Use of a whole blood assay to evaluate in vitro T cell responses to new leprosy skin test antigens in leprosy patients and healthy subjects

    loading  Checking for direct PDF access through Ovid

Abstract

SUMMARY

Development of an immunological tool to detect infection with Mycobacterium leprae would greatly benefit leprosy control programmes, as demonstrated by the contribution of the tuberculin test to tuberculosis control. In a new approach to develop a 'tuberculin-like' reagent for use in leprosy, two new fractions of M. leprae depleted of cross-reactive and immunomodulatory lipids- MLSA-LAM (cytosol-derived) and MLCwA (cell wall-derived)-have been produced in a form suitable for use as skin test reagents. T cell responses (interferon-gamma (IFN-γ) and lymphoproliferation) to these two new fractions were evaluated in a leprosy-endemic area of Nepal using a simple in vitro whole blood test. The two fractions were shown to be highly potent T cell antigens in subjects exposed to M. leprae-paucibacillary leprosy patients and household contacts. Responses to the fractions decreased towards the lepromatous pole of leprosy.

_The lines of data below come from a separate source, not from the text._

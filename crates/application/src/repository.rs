//! 外部持久化协作方
//!
//! 核心只通过这几个简单的读写接口访问存储。`memory` 子模块给测试和无数据库的
//! 部署使用。

use async_trait::async_trait;
use domain::{
    ChatRoom, IdempotencyKey, JoinRequest, JoinRequestId, Message, MessageId, RepositoryError,
    RoomId, UserId,
};
use serde::{Deserialize, Serialize};

/// 资料服务返回的只读用户信息
#[derive(Debug, Clone, PartialEq, Eq, Serialize, Deserialize)]
pub struct UserProfile {
    pub id: UserId,
    pub display_name: String,
}

#[async_trait]
pub trait UserRepository: Send + Sync {
    async fn load_user(&self, id: UserId) -> Result<Option<UserProfile>, RepositoryError>;
}

#[async_trait]
pub trait RoomRepository: Send + Sync {
    async fn create(&self, room: ChatRoom) -> Result<ChatRoom, RepositoryError>;
    async fn load_room(&self, id: RoomId) -> Result<Option<ChatRoom>, RepositoryError>;
    /// 用 `room` 的成员集合整体替换存储中的成员集合
    async fn replace_members(&self, room: &ChatRoom) -> Result<(), RepositoryError>;
}

#[async_trait]
pub trait MessageRepository: Send + Sync {
    /// 保存消息。`(room_id, idempotency_key)` 冲突时返回 `RepositoryError::Conflict`。
    async fn save_message(&self, message: &Message) -> Result<MessageId, RepositoryError>;

    async fn find_by_room_and_idempotency_key(
        &self,
        room_id: RoomId,
        key: &IdempotencyKey,
    ) -> Result<Option<Message>, RepositoryError>;

    /// 房间内已分配的最大序号，没有消息时为 0
    async fn max_sequence(&self, room_id: RoomId) -> Result<u64, RepositoryError>;
}

#[async_trait]
pub trait JoinRequestRepository: Send + Sync {
    async fn create(&self, request: JoinRequest) -> Result<JoinRequest, RepositoryError>;
    async fn find(&self, id: JoinRequestId) -> Result<Option<JoinRequest>, RepositoryError>;
    async fn remove(&self, id: JoinRequestId) -> Result<(), RepositoryError>;
}

/// 内存实现的协作方（用于测试和单机部署）
pub mod memory {
    use super::*;
    use std::collections::HashMap;
    use std::sync::atomic::{AtomicBool, Ordering};
    use tokio::sync::RwLock;

    #[derive(Default)]
    pub struct MemoryUserRepository {
        users: RwLock<HashMap<UserId, UserProfile>>,
    }

    impl MemoryUserRepository {
        pub fn new() -> Self {
            Self::default()
        }

        pub async fn insert(&self, id: UserId, display_name: impl Into<String>) {
            let profile = UserProfile {
                id,
                display_name: display_name.into(),
            };
            self.users.write().await.insert(id, profile);
        }
    }

    #[async_trait]
    impl UserRepository for MemoryUserRepository {
        async fn load_user(&self, id: UserId) -> Result<Option<UserProfile>, RepositoryError> {
            Ok(self.users.read().await.get(&id).cloned())
        }
    }

    #[derive(Default)]
    pub struct MemoryRoomRepository {
        rooms: RwLock<HashMap<RoomId, ChatRoom>>,
    }

    impl MemoryRoomRepository {
        pub fn new() -> Self {
            Self::default()
        }
    }

    #[async_trait]
    impl RoomRepository for MemoryRoomRepository {
        async fn create(&self, room: ChatRoom) -> Result<ChatRoom, RepositoryError> {
            let mut rooms = self.rooms.write().await;
            if rooms.contains_key(&room.id) {
                return Err(RepositoryError::Conflict);
            }
            rooms.insert(room.id, room.clone());
            Ok(room)
        }

        async fn load_room(&self, id: RoomId) -> Result<Option<ChatRoom>, RepositoryError> {
            Ok(self.rooms.read().await.get(&id).cloned())
        }

        async fn replace_members(&self, room: &ChatRoom) -> Result<(), RepositoryError> {
            let mut rooms = self.rooms.write().await;
            let stored = rooms.get_mut(&room.id).ok_or(RepositoryError::NotFound)?;
            *stored = room.clone();
            Ok(())
        }
    }

    #[derive(Default)]
    struct MessageTable {
        by_id: HashMap<MessageId, Message>,
        by_key: HashMap<(RoomId, IdempotencyKey), MessageId>,
    }

    /// 带 `(room, key)` 唯一约束的内存消息表
    #[derive(Default)]
    pub struct MemoryMessageRepository {
        table: RwLock<MessageTable>,
        unavailable: AtomicBool,
    }

    impl MemoryMessageRepository {
        pub fn new() -> Self {
            Self::default()
        }

        /// 模拟存储不可用
        pub fn set_unavailable(&self, unavailable: bool) {
            self.unavailable.store(unavailable, Ordering::SeqCst);
        }

        /// 房间内的消息，按序号排序
        pub async fn messages_in_room(&self, room_id: RoomId) -> Vec<Message> {
            let table = self.table.read().await;
            let mut messages: Vec<Message> = table
                .by_id
                .values()
                .filter(|message| message.room_id == room_id)
                .cloned()
                .collect();
            messages.sort_by_key(|message| message.sequence);
            messages
        }

        fn check_available(&self) -> Result<(), RepositoryError> {
            if self.unavailable.load(Ordering::SeqCst) {
                return Err(RepositoryError::storage("message store unavailable"));
            }
            Ok(())
        }
    }

    #[async_trait]
    impl MessageRepository for MemoryMessageRepository {
        async fn save_message(&self, message: &Message) -> Result<MessageId, RepositoryError> {
            self.check_available()?;
            let mut table = self.table.write().await;
            if let Some(key) = &message.idempotency_key {
                let index_key = (message.room_id, key.clone());
                if table.by_key.contains_key(&index_key) {
                    return Err(RepositoryError::Conflict);
                }
                table.by_key.insert(index_key, message.id);
            }
            table.by_id.insert(message.id, message.clone());
            Ok(message.id)
        }

        async fn find_by_room_and_idempotency_key(
            &self,
            room_id: RoomId,
            key: &IdempotencyKey,
        ) -> Result<Option<Message>, RepositoryError> {
            self.check_available()?;
            let table = self.table.read().await;
            Ok(table
                .by_key
                .get(&(room_id, key.clone()))
                .and_then(|id| table.by_id.get(id))
                .cloned())
        }

        async fn max_sequence(&self, room_id: RoomId) -> Result<u64, RepositoryError> {
            self.check_available()?;
            let table = self.table.read().await;
            Ok(table
                .by_id
                .values()
                .filter(|message| message.room_id == room_id)
                .map(|message| message.sequence.value())
                .max()
                .unwrap_or(0))
        }
    }

    #[derive(Default)]
    pub struct MemoryJoinRequestRepository {
        requests: RwLock<HashMap<JoinRequestId, JoinRequest>>,
    }

    impl MemoryJoinRequestRepository {
        pub fn new() -> Self {
            Self::default()
        }
    }

    #[async_trait]
    impl JoinRequestRepository for MemoryJoinRequestRepository {
        async fn create(&self, request: JoinRequest) -> Result<JoinRequest, RepositoryError> {
            self.requests
                .write()
                .await
                .insert(request.id, request.clone());
            Ok(request)
        }

        async fn find(&self, id: JoinRequestId) -> Result<Option<JoinRequest>, RepositoryError> {
            Ok(self.requests.read().await.get(&id).cloned())
        }

        async fn remove(&self, id: JoinRequestId) -> Result<(), RepositoryError> {
            self.requests.write().await.remove(&id);
            Ok(())
        }
    }

}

Endemic control subjects also showed high responses to the fractions, indicating high exposure to M. leprae, or cross-reactive mycobacterial antigens, in this Nepali population. The new fractions, depleted of lipids and lipoarabinomannan (LAM) gave enhanced responses compared with a standard M. leprae sonicate. The cell wall fraction appeared a more potent antigen than the cytosol fraction, which may be due to the predominance of the 65-kD GroEL antigen in the cell wall. The whole blood assay proved a robust field tool and a useful way of evaluating such reagents prior to clinical trials.